For the point of view that it's not a very good vehicle at all, it's worth reading Oscar Widle's essay The Soul of Man Under Socialism, which is free to read online (of course!)

Here's a quick excerpt:

Now and then, in the course of the century, a great man of science, like Darwin; a great poet, like Keats; a fine critical spirit, like M. Renan; a supreme artist, like Flaubert, has been able to isolate himself, to keep himself out of reach of the clamorous claims of others, to stand ‘under the shelter of the wall,’ as Plato puts it, and so to realise the perfection of what was in him, to his own incomparable gain, and to the incomparable and lasting gain of the whole world. These, however, are exceptions. The majority of people spoil their lives by an unhealthy and exaggerated altruism – are forced, indeed, so to spoil them. They find themselves surrounded by hideous poverty, by hideous ugliness, by hideous starvation. It is inevitable that they should be strongly moved by all this.

If this is interesting, Kropotkin's The Conquest of Bread is also a really engaging read.


Worth pointing out, dead people have no assets to tax.. When a person dies, all of their debts and assets are transferred to a separate legal entity -- the estate. And no, the estate can't vote.


Old people always complaining about stuff they don't understand!


I don't understand why anyone would want telegraph neutrality stop


Would you please stop posting unsubstantive comments to HN? We're hoping for a higher quality level here.

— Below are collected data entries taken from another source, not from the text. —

pub mod config;
pub mod database;
pub mod jwt;
pub mod logging;
pub mod storage;
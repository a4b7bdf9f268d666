use crate::data::token_repository::TokenRepository;
use crate::data::user_repository::UserRepository;
use crate::domain::user::{AuthenticatedUser, LoginUserRequest, RegisterUserRequest, UserResponse};
use crate::domain::validation::{validate_login, validate_registration};
use crate::domain::{DomainError, User};
use crate::infrastructure::jwt::JwtService;
use argon2::password_hash::{rand_core::OsRng, SaltString};
use argon2::{Argon2, PasswordHash, PasswordHasher, PasswordVerifier};
use chrono::Utc;
use std::sync::Arc;

pub struct AuthService {
    user_repo: Arc<dyn UserRepository + Send + Sync>,
    token_repo: Arc<dyn TokenRepository + Send + Sync>,
    jwt_service: Arc<JwtService>,
}

impl AuthService {
    pub fn new(
        user_repo: Arc<dyn UserRepository + Send + Sync>,
        token_repo: Arc<dyn TokenRepository + Send + Sync>,
        jwt_service: Arc<JwtService>,
    ) -> Self {
        Self {
            user_repo,
            token_repo,
            jwt_service,
        }
    }

    pub async fn register(
        &self,
        req: RegisterUserRequest,
    ) -> Result<(String, UserResponse), DomainError> {
        let new_user = validate_registration(req)?;
        tracing::debug!(
            "Registering username: {}, email: {}",
            new_user.username,
            new_user.email
        );

        match self.user_repo.find_by_username(&new_user.username).await {
            Ok(_) => {
                tracing::warn!("Registration failed: username already exists");
                return Err(DomainError::field(
                    "username",
                    "A user with that username already exists.",
                ));
            }
            Err(DomainError::UserNotFound) => {}
            Err(e) => return Err(e),
        }

        match self.user_repo.find_by_email(&new_user.email).await {
            Ok(_) => {
                tracing::warn!("Registration failed: email already exists");
                return Err(DomainError::field(
                    "email",
                    "A user with that email already exists.",
                ));
            }
            Err(DomainError::UserNotFound) => {}
            Err(e) => return Err(e),
        }

        let salt = SaltString::generate(&mut OsRng);
        let password_hash = Argon2::default()
            .hash_password(new_user.password.as_bytes(), &salt)
            .map_err(|e| {
                tracing::error!("Password hashing failed: {}", e);
                DomainError::InternalError(format!("Password hashing failed: {}", e))
            })?
            .to_string();

        let user = self.user_repo.create(&new_user, password_hash).await?;
        let token = self.issue_token(&user).await?;

        tracing::info!(
            "User registered successfully: id={}, username={}",
            user.id,
            user.username
        );
        Ok((token, UserResponse::from(user)))
    }

    pub async fn login(
        &self,
        req: LoginUserRequest,
    ) -> Result<(String, UserResponse), DomainError> {
        let (username, password) = validate_login(req)?;
        tracing::debug!("Login attempt for username: {}", username);

        let user = match self.user_repo.find_by_username(&username).await {
            Ok(u) => u,
            Err(DomainError::UserNotFound) => {
                tracing::warn!("Login failed: unknown username {}", username);
                return Err(DomainError::InvalidCredentials);
            }
            Err(e) => return Err(e),
        };

        let parsed_hash = PasswordHash::new(&user.password_hash).map_err(|e| {
            tracing::error!("Invalid password hash format: {}", e);
            DomainError::InternalError(format!("Invalid password hash: {}", e))
        })?;

        if Argon2::default()
            .verify_password(password.as_bytes(), &parsed_hash)
            .is_err()
        {
            tracing::warn!("Invalid password for user {}", user.username);
            return Err(DomainError::InvalidCredentials);
        }

        match self.token_repo.delete_expired(Utc::now()).await {
            Ok(0) => {}
            Ok(n) => tracing::debug!("Purged {} expired tokens", n),
            Err(e) => tracing::warn!("Failed to purge expired tokens: {:?}", e),
        }

        let token = self.issue_token(&user).await?;

        tracing::info!(
            "User logged in successfully: id={}, username={}",
            user.id,
            user.username
        );
        Ok((token, UserResponse::from(user)))
    }

    /// Resolves a bearer token to the user it belongs to.
    ///
    /// The signature and expiry are checked first, then the token's row must
    /// still exist; logging out deletes that row, which is what makes tokens
    /// revocable.
    pub async fn authenticate(&self, token: &str) -> Result<AuthenticatedUser, DomainError> {
        let claims = self.jwt_service.verify_token(token)?;

        let record = self
            .token_repo
            .find(&claims.jti)
            .await?
            .ok_or_else(|| {
                tracing::warn!("Token {} has been revoked", claims.jti);
                DomainError::Unauthorized("Invalid token.".to_string())
            })?;

        if record.is_expired(Utc::now()) {
            self.token_repo.delete(&record.id).await?;
            return Err(DomainError::Unauthorized("Token has expired.".to_string()));
        }

        let user = match self.user_repo.find_by_id(record.user_id).await {
            Ok(user) => user,
            Err(DomainError::UserNotFound) => {
                return Err(DomainError::Unauthorized(
                    "User inactive or deleted.".to_string(),
                ))
            }
            Err(e) => return Err(e),
        };

        Ok(AuthenticatedUser {
            user_id: user.id,
            username: user.username,
            token_id: record.id,
        })
    }

    pub async fn current_user(&self, who: &AuthenticatedUser) -> Result<UserResponse, DomainError> {
        let user = self.user_repo.find_by_id(who.user_id).await?;
        Ok(UserResponse::from(user))
    }

    pub async fn logout(&self, who: &AuthenticatedUser) -> Result<(), DomainError> {
        self.token_repo.delete(&who.token_id).await?;
        tracing::info!("User {} logged out", who.username);
        Ok(())
    }

    pub async fn logout_all(&self, who: &AuthenticatedUser) -> Result<(), DomainError> {
        let revoked = self.token_repo.delete_for_user(who.user_id).await?;
        tracing::info!("User {} logged out of {} sessions", who.username, revoked);
        Ok(())
    }

    async fn issue_token(&self, user: &User) -> Result<String, DomainError> {
        let (token, record) = self.jwt_service.issue(user.id, &user.username)?;
        self.token_repo.insert(&record).await?;
        Ok(token)
    }
}
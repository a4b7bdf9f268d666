//! Slug derivation for blog titles.
//!
//! Slugs are lowercase ASCII letters, digits and single hyphens, at most
//! [`SLUG_MAX_LEN`] characters long.

pub const SLUG_MAX_LEN: usize = 50;

const FALLBACK_SLUG: &str = "blog";

/// Length of the longest suffix `with_suffix` can append (`-4294967295`).
const MAX_SUFFIX_LEN: usize = 11;

/// Derives the base slug for a title. Never returns an empty string.
pub fn slugify(title: &str) -> String {
    let mut slug = String::with_capacity(title.len());
    let mut pending_hyphen = false;

    for ch in title.chars() {
        if ch.is_ascii_alphanumeric() {
            if pending_hyphen && !slug.is_empty() {
                slug.push('-');
            }
            pending_hyphen = false;
            slug.push(ch.to_ascii_lowercase());
        } else if ch.is_whitespace() || ch == '-' || ch == '_' {
            pending_hyphen = true;
        }
    }

    let slug = truncate(&slug, SLUG_MAX_LEN);
    if slug.is_empty() {
        FALLBACK_SLUG.to_string()
    } else {
        slug
    }
}

/// `base` with a numeric suffix, shortened so the result fits in [`SLUG_MAX_LEN`].
pub fn with_suffix(base: &str, n: u32) -> String {
    let suffix = format!("-{}", n);
    let room = SLUG_MAX_LEN.saturating_sub(suffix.len());
    let head = truncate(base, room);
    if head.is_empty() {
        format!("{}{}", FALLBACK_SLUG, suffix)
    } else {
        format!("{}{}", head, suffix)
    }
}

/// Leading part shared by `base` and every `with_suffix(base, n)`.
///
/// Suffixed candidates shorten `base` to stay within [`SLUG_MAX_LEN`], so a
/// lookup for taken slugs has to match on this prefix rather than on `base`.
pub fn candidate_prefix(base: &str) -> String {
    truncate(base, SLUG_MAX_LEN - MAX_SUFFIX_LEN)
}

/// Picks the first free candidate given the slugs already in use that share `base`.
pub fn next_available(base: &str, taken: &[String]) -> String {
    if !taken.iter().any(|s| s == base) {
        return base.to_string();
    }
    let mut n = 2;
    loop {
        let candidate = with_suffix(base, n);
        if !taken.iter().any(|s| *s == candidate) {
            return candidate;
        }
        n += 1;
    }
}

pub fn is_valid_slug(value: &str) -> bool {
    !value.is_empty()
        && value.len() <= SLUG_MAX_LEN
        && !value.starts_with('-')
        && !value.ends_with('-')
        && !value.contains("--")
        && value
            .chars()
            .all(|ch| ch.is_ascii_lowercase() || ch.is_ascii_digit() || ch == '-')
}

// Slugs are pure ASCII, so byte slicing is safe here.
fn truncate(slug: &str, max: usize) -> String {
    let cut = if slug.len() > max { &slug[..max] } else { slug };
    cut.trim_end_matches('-').to_string()
}
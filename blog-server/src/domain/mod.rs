pub mod blog;
pub mod error;
pub mod slug;
pub mod token;
pub mod user;
pub mod validation;

pub use blog::Blog;
pub use error::DomainError;
pub use token::AuthToken;
pub use user::User;
use crate::error::BlogClientError;
use crate::models::{
    AuthResponse, Blog, BlogList, CreateBlogRequest, LoginRequest, MediaInfo, RegisterRequest,
    User,
};
use reqwest::{Client, RequestBuilder, Response, StatusCode, Url};
use serde::de::DeserializeOwned;
use std::time::Duration;

/// HTTP client for the blog API. Keeps the bearer token between calls.
#[derive(Debug, Clone)]
pub struct BlogClient {
    client: Client,
    base_url: String,
    token: Option<String>,
}

impl BlogClient {
    pub fn new(base_url: impl Into<String>) -> Self {
        let client = Client::builder()
            .timeout(Duration::from_secs(10))
            .connect_timeout(Duration::from_secs(5))
            .build()
            .unwrap_or_else(|_| Client::new());

        Self {
            client,
            base_url: base_url.into(),
            token: None,
        }
    }

    pub fn base_url(&self) -> &str {
        &self.base_url
    }

    pub fn set_token(&mut self, token: impl Into<String>) {
        self.token = Some(token.into());
    }

    pub fn token(&self) -> Option<&str> {
        self.token.as_deref()
    }

    pub fn clear_token(&mut self) {
        self.token = None;
    }

    fn add_auth_header(&self, mut request: RequestBuilder) -> RequestBuilder {
        if let Some(token) = &self.token {
            request = request.bearer_auth(token);
        }
        request
    }

    fn url(&self, path: &str) -> String {
        format!(
            "{}/{}",
            self.base_url.trim_end_matches('/'),
            path.trim_start_matches('/')
        )
    }

    /// Builds `base/api/<prefix...>/<segments...>` with each segment percent-encoded.
    fn segment_url(&self, prefix: &[&str], tail: &str) -> Result<Url, BlogClientError> {
        let mut url = Url::parse(&self.base_url)
            .map_err(|e| BlogClientError::InvalidRequest(format!("Invalid base URL: {}", e)))?;
        url.path_segments_mut()
            .map_err(|_| BlogClientError::InvalidRequest("Base URL cannot be a base".into()))?
            .pop_if_empty()
            .extend(prefix)
            .extend(tail.split('/'));
        Ok(url)
    }

    // ============== Auth ==============

    pub async fn register(
        &mut self,
        username: impl Into<String>,
        email: impl Into<String>,
        password: impl Into<String>,
    ) -> Result<AuthResponse, BlogClientError> {
        let req = RegisterRequest {
            username: username.into(),
            email: email.into(),
            password: password.into(),
        };
        tracing::debug!("Registering {}", req.username);

        let response = self
            .client
            .post(self.url("/api/auth/register"))
            .json(&req)
            .send()
            .await?;

        let auth: AuthResponse = expect_json(response, StatusCode::CREATED).await?;
        self.set_token(auth.token.clone());
        Ok(auth)
    }

    pub async fn login(
        &mut self,
        username: impl Into<String>,
        password: impl Into<String>,
    ) -> Result<AuthResponse, BlogClientError> {
        let req = LoginRequest {
            username: username.into(),
            password: password.into(),
        };
        tracing::debug!("Logging in as {}", req.username);

        let response = self
            .client
            .post(self.url("/api/auth/login"))
            .json(&req)
            .send()
            .await?;

        let auth: AuthResponse = expect_json(response, StatusCode::OK).await?;
        self.set_token(auth.token.clone());
        Ok(auth)
    }

    pub async fn me(&self) -> Result<User, BlogClientError> {
        let response = self
            .add_auth_header(self.client.get(self.url("/api/auth/user")))
            .send()
            .await?;
        expect_json(response, StatusCode::OK).await
    }

    /// Revokes the current token on the server and forgets it locally.
    pub async fn logout(&mut self) -> Result<(), BlogClientError> {
        let response = self
            .add_auth_header(self.client.post(self.url("/api/auth/logout")))
            .send()
            .await?;
        expect_no_content(response).await?;
        self.clear_token();
        Ok(())
    }

    pub async fn logout_all(&mut self) -> Result<(), BlogClientError> {
        let response = self
            .add_auth_header(self.client.post(self.url("/api/auth/logoutall")))
            .send()
            .await?;
        expect_no_content(response).await?;
        self.clear_token();
        Ok(())
    }

    // ============== Blogs ==============

    pub async fn list_blogs(&self, page: Option<u32>) -> Result<BlogList, BlogClientError> {
        let mut request = self.client.get(self.url("/api/blog"));
        if let Some(page) = page {
            request = request.query(&[("page", page)]);
        }

        let response = self.add_auth_header(request).send().await?;
        expect_json(response, StatusCode::OK).await
    }

    pub async fn get_blog(&self, slug: &str) -> Result<Blog, BlogClientError> {
        let url = self.segment_url(&["api", "blog"], slug)?;
        let response = self.add_auth_header(self.client.get(url)).send().await?;
        expect_json(response, StatusCode::OK).await
    }

    pub async fn create_blog(
        &self,
        title: impl Into<String>,
        description: impl Into<String>,
    ) -> Result<Blog, BlogClientError> {
        let request = CreateBlogRequest {
            title: title.into(),
            description: description.into(),
        };

        let response = self
            .add_auth_header(self.client.post(self.url("/api/blog")))
            .json(&request)
            .send()
            .await?;
        expect_json(response, StatusCode::CREATED).await
    }

    pub async fn delete_blog(&self, slug: &str) -> Result<(), BlogClientError> {
        let url = self.segment_url(&["api", "blog"], slug)?;
        let response = self.add_auth_header(self.client.delete(url)).send().await?;
        expect_no_content(response).await
    }

    // ============== Media / Static ==============

    pub async fn upload_media(&self, key: &str, bytes: Vec<u8>) -> Result<MediaInfo, BlogClientError> {
        self.upload_asset("media", key, bytes).await
    }

    pub async fn media_url(&self, key: &str) -> Result<MediaInfo, BlogClientError> {
        self.asset_url("media", key).await
    }

    pub async fn upload_static(&self, key: &str, bytes: Vec<u8>) -> Result<MediaInfo, BlogClientError> {
        self.upload_asset("static", key, bytes).await
    }

    pub async fn static_url(&self, key: &str) -> Result<MediaInfo, BlogClientError> {
        self.asset_url("static", key).await
    }

    async fn upload_asset(
        &self,
        scope: &str,
        key: &str,
        bytes: Vec<u8>,
    ) -> Result<MediaInfo, BlogClientError> {
        let url = self.segment_url(&["api", scope], key)?;
        tracing::debug!("Uploading {} bytes to {}", bytes.len(), url);
        let response = self
            .add_auth_header(self.client.put(url))
            .header(reqwest::header::CONTENT_TYPE, "application/octet-stream")
            .body(bytes)
            .send()
            .await?;
        expect_json(response, StatusCode::CREATED).await
    }

    async fn asset_url(&self, scope: &str, key: &str) -> Result<MediaInfo, BlogClientError> {
        let url = self.segment_url(&["api", scope], key)?;
        let response = self.add_auth_header(self.client.get(url)).send().await?;
        expect_json(response, StatusCode::OK).await
    }
}

async fn expect_json<T: DeserializeOwned>(
    response: Response,
    expected: StatusCode,
) -> Result<T, BlogClientError> {
    let status = response.status();
    if status == expected {
        let text = response.text().await?;
        serde_json::from_str(&text).map_err(|e| BlogClientError::SerializationError(e.to_string()))
    } else {
        let text = response.text().await?;
        Err(BlogClientError::from_status(status, &text))
    }
}

async fn expect_no_content(response: Response) -> Result<(), BlogClientError> {
    let status = response.status();
    if status == StatusCode::NO_CONTENT {
        Ok(())
    } else {
        let text = response.text().await?;
        Err(BlogClientError::from_status(status, &text))
    }
}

zombie apocalypse, finally


Wow incredible.

Who would have thought the first time humanity would see large scale resurrections of the dead would be so that the corpses could post internet comments about how much they hate the idea of net neutrality and show their support and love for monopolies?

Simply amazing, I knew people would be passionate about net neutrality but I wouldn't have guessed it was powerful enough to resurrect the lifeless.

Do you think they will start using this technique in medicine soon? In the ER or hospitals? Imagine the amazing sequence of events:

"We're losing him, we're losing him... he just has no more will to live"

'No wait, give me that laptop.'

"He's dead, flatlined"

'SIR, SIR, HOW MUCH DO YOU HATE NET NEUTRALITY'

... grumble grumble.... beep beep beep beep

"Incredible! We have a pulse again!"

'SIR, DO YOU LOVE MONOPOLIES, YOU MUST COMMENT ON THE INTERNET ABOUT THIS, HERE TAKE THIS LAPTOP'

... beep beep beep beep beep beep beep .....

"I... am ... I do.... I do love... I.... I DO LOVE MONOPOLIES, I.... I DO HATE NET NEUTRALITY.... FINALLY... A REASON TO LIVE!! GIVE ME THAT LAPTOP NOW!!!!"